Толкование путешествий - Александр Эткинд
Шрифт:
Интервал:
Закладка:
Примером является судьба историка русских сект Дмитрия Коновалова (1876–1947)[257]. В свое время известный автор[258], скоро он оказался совершенно забыт; поэтому наряду с анализом его книги я расскажу здесь о его не вполне обычной профессиональной карьере. Окончив Московскую Духовную академию, Коновалов, сын крестьянина из-под Могилева, был оставлен преподавать тут греческий и французский. Впоследствии он преподавал и латинский, но его научным интересом были русские секты. Получить благословение от Академии на их изучение в полевых условиях он не сумел. Пользуясь своим статусом, он добился доступа к архивам провинциальных судов и духовных консисторий, ответственных за расследования разнообразных сектантских «преступлений». В этой своей методологии он шел по следам британских «кабинетных антропологов» (armchair anthropologists), строивших свои нарративы на основе собирания и систематизации сомнительных источников, типа миссионерских или административных отчетов. Те, правда, занимались далекими колониями; Коновалов же открывал экзотические обычаи и нравы людей, говоривших на его языке и, по всем признакам, принадлежавших к населению метрополии[259]. По своему содержанию подход Коновалова тоже был отличен от модных в конце 19-го века антропологических построений, вершиной которых стала Золотая ветвь сэра Джеймса Фрезера.

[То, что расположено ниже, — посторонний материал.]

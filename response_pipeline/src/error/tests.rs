//! Unit tests for error construction and classification.

use std::error::Error as _;

use rstest::rstest;

use super::{NullStage, PipelineError};

#[rstest]
#[case(NullStage::Supplier, "pipeline supplier produced no value")]
#[case(NullStage::Input, "pipeline input produced no value")]
fn null_result_names_the_entry_point(#[case] stage: NullStage, #[case] expected: &str) {
    assert_eq!(PipelineError::null_result(stage).to_string(), expected);
}

#[rstest]
#[case(PipelineError::transform("bad"), true)]
#[case(PipelineError::service("down"), true)]
#[case(PipelineError::null_result(NullStage::Input), false)]
#[case(PipelineError::config(figment::Error::from("boom")), false)]
fn classifies_caller_failures(#[case] err: PipelineError, #[case] expected: bool) {
    assert_eq!(err.is_caller_failure(), expected);
}

#[test]
fn transform_keeps_source_chain() {
    let err = PipelineError::transform(std::io::Error::other("disk gone"));
    let source = err.source().map(ToString::to_string);
    assert_eq!(source.as_deref(), Some("disk gone"));
    assert_eq!(err.to_string(), "transformation failed");
}

#[test]
fn serde_json_errors_become_serialization_failures() {
    let Err(json_err) = serde_json::from_str::<u8>("nope") else {
        panic!("expected invalid JSON to fail");
    };
    let err = PipelineError::from(json_err);
    assert!(matches!(err, PipelineError::Serialization { .. }));
}

#[test]
fn figment_errors_become_config_failures() {
    let err: PipelineError = figment::Error::from("missing key").into();
    match err {
        PipelineError::Config(inner) => assert!(inner.to_string().contains("missing key")),
        other => panic!("expected Config, got {other:?}"),
    }
}

#[rstest]
#[case(PipelineError::transform("cause text"))]
#[case(PipelineError::service("cause text"))]
#[case(PipelineError::config(figment::Error::from("cause text")))]
fn display_leaves_the_cause_to_source(#[case] err: PipelineError) {
    assert!(!err.to_string().contains("cause text"));
    assert_eq!(
        err.source().map(ToString::to_string).as_deref(),
        Some("cause text")
    );
}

Концепцию Коновалова можно описать как психологическую. Согласно его собственным словам, работа с архивными делами убедила его в том, что для изучения сект духовного образования недостаточно; и Коновалов поступил на медицинский факультет Московского университета, занимаясь там в клинике нервных болезней и на кафедре психиатрии. Любопытно представить, как днем он преподавал древние языки своим студентам в рясах, а вечерами, надев белый халат, учился осматривать истеричек.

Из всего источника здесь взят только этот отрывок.